» To do: Begin at the line containing "3.0, 5.0, 7.0]).unwrap();" in the entries below and end at the line containing "1.0, 5.0, 3.0]).unwrap();"; transcribe that range exactly and nothing outside it.

(Collected data entries)
-*-*-
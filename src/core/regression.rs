use crate::domain::model::PointRecord;
use crate::utils::error::{DashboardError, Result};
use serde::{Deserialize, Serialize};

#[derive(Debug, Clone, PartialEq, Serialize, Deserialize)]
pub struct RegressionFit {
    pub slope: f64,
    pub intercept: f64,
    /// Line segment over the observed x range: `(min x, ŷ)` and `(max x, ŷ)`.
    pub endpoints: [PointRecord; 2],
    /// Pearson correlation; `None` when every y is identical.
    pub correlation: Option<f64>,
    pub r_squared: Option<f64>,
}

impl RegressionFit {
    pub fn predict(&self, x: f64) -> f64 {
        self.slope * x + self.intercept
    }

    /// Legend text such as `y = 2.00x + 1.0`.
    pub fn equation_label(&self) -> String {
        let sign = if self.intercept < 0.0 { '-' } else { '+' };
        format!(
            "y = {:.2}x {} {:.1}",
            self.slope,
            sign,
            self.intercept.abs()
        )
    }
}

/// Least-squares line through `points`.
pub fn fit_points(points: &[PointRecord]) -> Result<RegressionFit> {
    let xs: Vec<f64> = points.iter().map(|p| p.x).collect();
    let ys: Vec<f64> = points.iter().map(|p| p.y).collect();
    fit_line(&xs, &ys)
}

/// Ordinary least squares on centered data:
/// `m = Σ(x-x̄)(y-ȳ) / Σ(x-x̄)²`, `b = ȳ - m·x̄`.
pub fn fit_line(xs: &[f64], ys: &[f64]) -> Result<RegressionFit> {
    if xs.len() != ys.len() || xs.len() < 2 {
        return Err(DashboardError::InsufficientDataError {
            x_len: xs.len(),
            y_len: ys.len(),
        });
    }
    if xs.iter().chain(ys).any(|v| !v.is_finite()) {
        return Err(DashboardError::DegenerateFitError {
            reason: "input contains non-finite values".to_string(),
        });
    }

    let n = xs.len() as f64;
    let mean_x = xs.iter().sum::<f64>() / n;
    let mean_y = ys.iter().sum::<f64>() / n;

    let (mut sxx, mut sxy, mut syy) = (0.0, 0.0, 0.0);
    for (x, y) in xs.iter().zip(ys) {
        let dx = x - mean_x;
        let dy = y - mean_y;
        sxx += dx * dx;
        sxy += dx * dy;
        syy += dy * dy;
    }

    // Rounding can leave residue in sxx for identical inputs.
    let sum_sq_x: f64 = xs.iter().map(|x| x * x).sum();
    if xs.iter().all(|&x| x == xs[0]) || sxx <= f64::EPSILON * sum_sq_x {
        return Err(DashboardError::DegenerateFitError {
            reason: "all x values are identical".to_string(),
        });
    }

    let slope = sxy / sxx;
    let intercept = mean_y - slope * mean_x;
    if !slope.is_finite() || !intercept.is_finite() {
        return Err(DashboardError::DegenerateFitError {
            reason: "fit overflowed double precision".to_string(),
        });
    }

    let correlation = (syy > 0.0)
        .then(|| sxy / (sxx.sqrt() * syy.sqrt()))
        .filter(|r| r.is_finite())
        .map(|r| r.clamp(-1.0, 1.0));

    let min_x = xs.iter().copied().fold(f64::INFINITY, f64::min);
    let max_x = xs.iter().copied().fold(f64::NEG_INFINITY, f64::max);

    tracing::debug!(
        "Fitted y = {}x + {} over {} points (r = {:?})",
        slope,
        intercept,
        xs.len(),
        correlation
    );

    Ok(RegressionFit {
        slope,
        intercept,
        endpoints: [
            PointRecord {
                x: min_x,
                y: slope * min_x + intercept,
            },
            PointRecord {
                x: max_x,
                y: slope * max_x + intercept,
            },
        ],
        correlation,
        r_squared: correlation.map(|r| r * r),
    })
}

#[cfg(test)]
mod tests {
    use super::*;

    #[test]
    fn test_exact_linear_data() {
        let fit = fit_line(&[0.0, 1.0, 2.0, 3.0], &[1.0, 3.0, 5.0, 7.0]).unwrap();
        assert_eq!(fit.slope, 2.0);
        assert_eq!(fit.intercept, 1.0);
        assert_eq!(fit.endpoints[0], PointRecord { x: 0.0, y: 1.0 });
        assert_eq!(fit.endpoints[1], PointRecord { x: 3.0, y: 7.0 });
        assert!((fit.correlation.unwrap() - 1.0).abs() < 1e-12);
        assert_eq!(fit.equation_label(), "y = 2.00x + 1.0");
    }

    #[test]
    fn test_endpoints_use_min_and_max_x_regardless_of_order() {
        let fit = fit_line(&[3.0, 0.0, 2.0, 1.0], &[7.0, 1.0, 5.0, 3.0]).unwrap();
        assert_eq!(fit.endpoints[0].x, 0.0);
        assert_eq!(fit.endpoints[1].x, 3.0);
    }

    #[test]
    fn test_noisy_fit_matches_closed_form() {
        // x̄ = 2, ȳ = 3, Sxy = 8, Sxx = 10
        let fit = fit_line(&[0.0, 1.0, 2.0, 3.0, 4.0], &[1.0, 3.0, 2.0, 5.0, 4.0]).unwrap();
        assert!((fit.slope - 0.8).abs() < 1e-12);
        assert!((fit.intercept - 1.4).abs() < 1e-12);
        assert!((fit.predict(10.0) - 9.4).abs() < 1e-12);
    }

    #[test]
    fn test_zero_variance_x_is_degenerate() {
        let err = fit_line(&[5.0, 5.0, 5.0], &[1.0, 2.0, 3.0]).unwrap_err();
        assert!(matches!(err, DashboardError::DegenerateFitError { .. }));
    }

    #[test]
    fn test_fractional_identical_x_is_degenerate() {
        // The mean of 0.1 three times is not exactly 0.1
        for ys in [[1.0, 2.0, 3.0], [1.0, 2.0, 4.0]] {
            let err = fit_line(&[0.1, 0.1, 0.1], &ys).unwrap_err();
            assert!(matches!(err, DashboardError::DegenerateFitError { .. }));
        }
        let err = fit_line(&[1e6 + 0.3, 1e6 + 0.3], &[1.0, 2.0]).unwrap_err();
        assert!(matches!(err, DashboardError::DegenerateFitError { .. }));
    }

    #[test]
    fn test_insufficient_points() {
        assert!(matches!(
            fit_line(&[1.0], &[2.0]),
            Err(DashboardError::InsufficientDataError { .. })
        ));
        assert!(matches!(
            fit_line(&[1.0, 2.0, 3.0], &[2.0, 4.0]),
            Err(DashboardError::InsufficientDataError { x_len: 3, y_len: 2 })
        ));
        assert!(fit_points(&[]).is_err());
    }

    #[test]
    fn test_constant_y_has_no_correlation() {
        let fit = fit_line(&[1.0, 2.0, 3.0], &[4.0, 4.0, 4.0]).unwrap();
        assert_eq!(fit.slope, 0.0);
        assert_eq!(fit.correlation, None);
        assert_eq!(fit.equation_label(), "y = 0.00x + 4.0");
    }

    #[test]
    fn test_negative_intercept_label() {
        let fit = fit_line(&[1.0, 2.0], &[0.5, 2.5]).unwrap();
        assert_eq!(fit.equation_label(), "y = 2.00x - 1.5");
    }

    #[test]
    fn test_non_finite_input_rejected() {
        assert!(matches!(
            fit_line(&[1.0, f64::NAN], &[1.0, 2.0]),
            Err(DashboardError::DegenerateFitError { .. })
        ));
    }
}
-*-*-
» Completed task:
        let fit = fit_line(&[0.0, 1.0, 2.0, 3.0], &[1.0, 3.0, 5.0, 7.0]).unwrap();
        assert_eq!(fit.slope, 2.0);
        assert_eq!(fit.intercept, 1.0);
        assert_eq!(fit.endpoints[0], PointRecord { x: 0.0, y: 1.0 });
        assert_eq!(fit.endpoints[1], PointRecord { x: 3.0, y: 7.0 });
        assert!((fit.correlation.unwrap() - 1.0).abs() < 1e-12);
        assert_eq!(fit.equation_label(), "y = 2.00x + 1.0");
    }

    #[test]
    fn test_endpoints_use_min_and_max_x_regardless_of_order() {
        let fit = fit_line(&[3.0, 0.0, 2.0, 1.0], &[7.0, 1.0, 5.0, 3.0]).unwrap();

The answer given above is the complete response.